Sunday Matinee

I heard the other day that the Druid Theatre, from the city of Galway on Ireland’s west coast, was in Berkeley presenting “The Playboy of the Western World.” This morning, Kate and I talked about going. Tickets were $75, and even as I like a good play and love Irish storytelling, that seemed steep. I took a look at the website of the outfit presenting the play, Cal Performances at UC-Berkeley. There was a mention of discounts. Students–and I have a current ID–could get in for half. Good deal. Then I noticed a mention of “rush tickets.” If seats are still available, the box office will tell you two hours before curtain, and you can purchase them at a steep discount beginning an hour before the show. It turned out rush tickets were available, and I wound up sitting front row center, close enough to wonder whether the four actor balanced on a flimsy-looking wooden table might topple over into the audience.

I went alone since my would-be matinee companion decided other business pressed too hard to give up the entire afternoon to a gaggle of very thick Irish accents. After buying my ticket, we walked through downtown Berkeley running an errand or two before the show started. And that gave me the chance to hear a young guy selling a demo recording say to passersby, “Free CDs … free CDs. I’m trying to expose myself.”

The play?

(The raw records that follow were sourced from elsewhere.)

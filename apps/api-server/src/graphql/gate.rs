//! Operation registry and the single authorization gate in front of it.
//!
//! Every resolver names its operation when it calls [`Gate::admit`]; the
//! access rule comes from [`OPERATIONS`], never from the resolver itself.

use async_graphql::Context;
use scribe_core::DomainError;
use scribe_core::domain::{Role, User};
use scribe_core::services::UserService;

use crate::middleware::auth::Credentials;
use crate::middleware::error::AppError;

/// Who may invoke an operation.
#[derive(Debug, Clone, Copy, PartialEq, Eq)]
pub enum Access {
    Public,
    Authenticated,
    Role(Role),
}

/// Operation name → access rule.
pub const OPERATIONS: &[(&str, Access)] = &[
    // Blog
    ("getBlogById", Access::Public),
    ("blogs", Access::Public),
    ("getBlogPosts", Access::Public),
    ("createBlog", Access::Role(Role::Writer)),
    ("updateBlog", Access::Authenticated),
    ("deleteBlog", Access::Authenticated),
    // Blog post
    ("getPost", Access::Public),
    ("getPosts", Access::Public),
    ("createPost", Access::Role(Role::Writer)),
    ("updatePost", Access::Authenticated),
    ("deletePost", Access::Authenticated),
    // User
    ("me", Access::Authenticated),
    ("updateUserRole", Access::Role(Role::Moderator)),
];

pub fn access(operation: &str) -> Option<Access> {
    OPERATIONS
        .iter()
        .find(|(name, _)| *name == operation)
        .map(|(_, access)| *access)
}

/// Decide whether `user` may run an operation guarded by `access`.
pub fn check(access: Access, user: Option<&User>) -> Result<(), AppError> {
    let required = match access {
        Access::Public => return Ok(()),
        Access::Authenticated => None,
        Access::Role(role) => Some(role),
    };

    let Some(user) = user else {
        return Err(AppError::Unauthenticated("Authentication required".to_string()));
    };

    match required {
        Some(role) if !user.role.satisfies(role) => {
            tracing::debug!(user_id = %user.id, role = %user.role, required = %role, "Role check failed");
            Err(AppError::Forbidden(format!("Requires the {role} role.")))
        }
        _ => Ok(()),
    }
}

pub struct Gate;

impl Gate {
    /// Check `operation` against the registry and return the acting user.
    ///
    /// Public operations never touch credentials and yield `None`. Guarded
    /// operations load the token subject from the user store.
    pub async fn admit(ctx: &Context<'_>, operation: &str) -> Result<Option<User>, AppError> {
        let access = access(operation).ok_or_else(|| {
            AppError::Internal(format!("operation {operation} is not registered"))
        })?;
        if access == Access::Public {
            return Ok(None);
        }

        let user = match ctx.data_opt::<Credentials>() {
            None | Some(Credentials::Anonymous) => None,
            Some(Credentials::Rejected(reason)) => {
                return Err(AppError::Unauthenticated(reason.clone()));
            }
            Some(Credentials::Verified(identity)) => {
                let users = ctx.data_unchecked::<UserService>();
                match users.get_user(identity.user_id).await {
                    Ok(user) => Some(user),
                    Err(DomainError::NotFound { .. }) => {
                        return Err(AppError::Unauthenticated("Unknown user".to_string()));
                    }
                    Err(e) => return Err(e.into()),
                }
            }
        };

        check(access, user.as_ref())?;
        Ok(user)
    }

    /// [`Gate::admit`] for operations that always have an acting user.
    pub async fn user(ctx: &Context<'_>, operation: &str) -> Result<User, AppError> {
        Self::admit(ctx, operation)
            .await?
            .ok_or_else(|| AppError::Unauthenticated("Authentication required".to_string()))
    }
}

It was great to the point I hated to leave the theater afterward and stood watching the stage crew begin cleaning things up. (I had once wistfully thought of going to Ireland to see this company do the play after reading they were visiting the town in County Mayo that Synge visited before writing it. It was worth waiting for.) The production goes to Los Angeles now, and then to the Kennedy Center in Washington and the University of North Carolina. If it shows up in your town, go.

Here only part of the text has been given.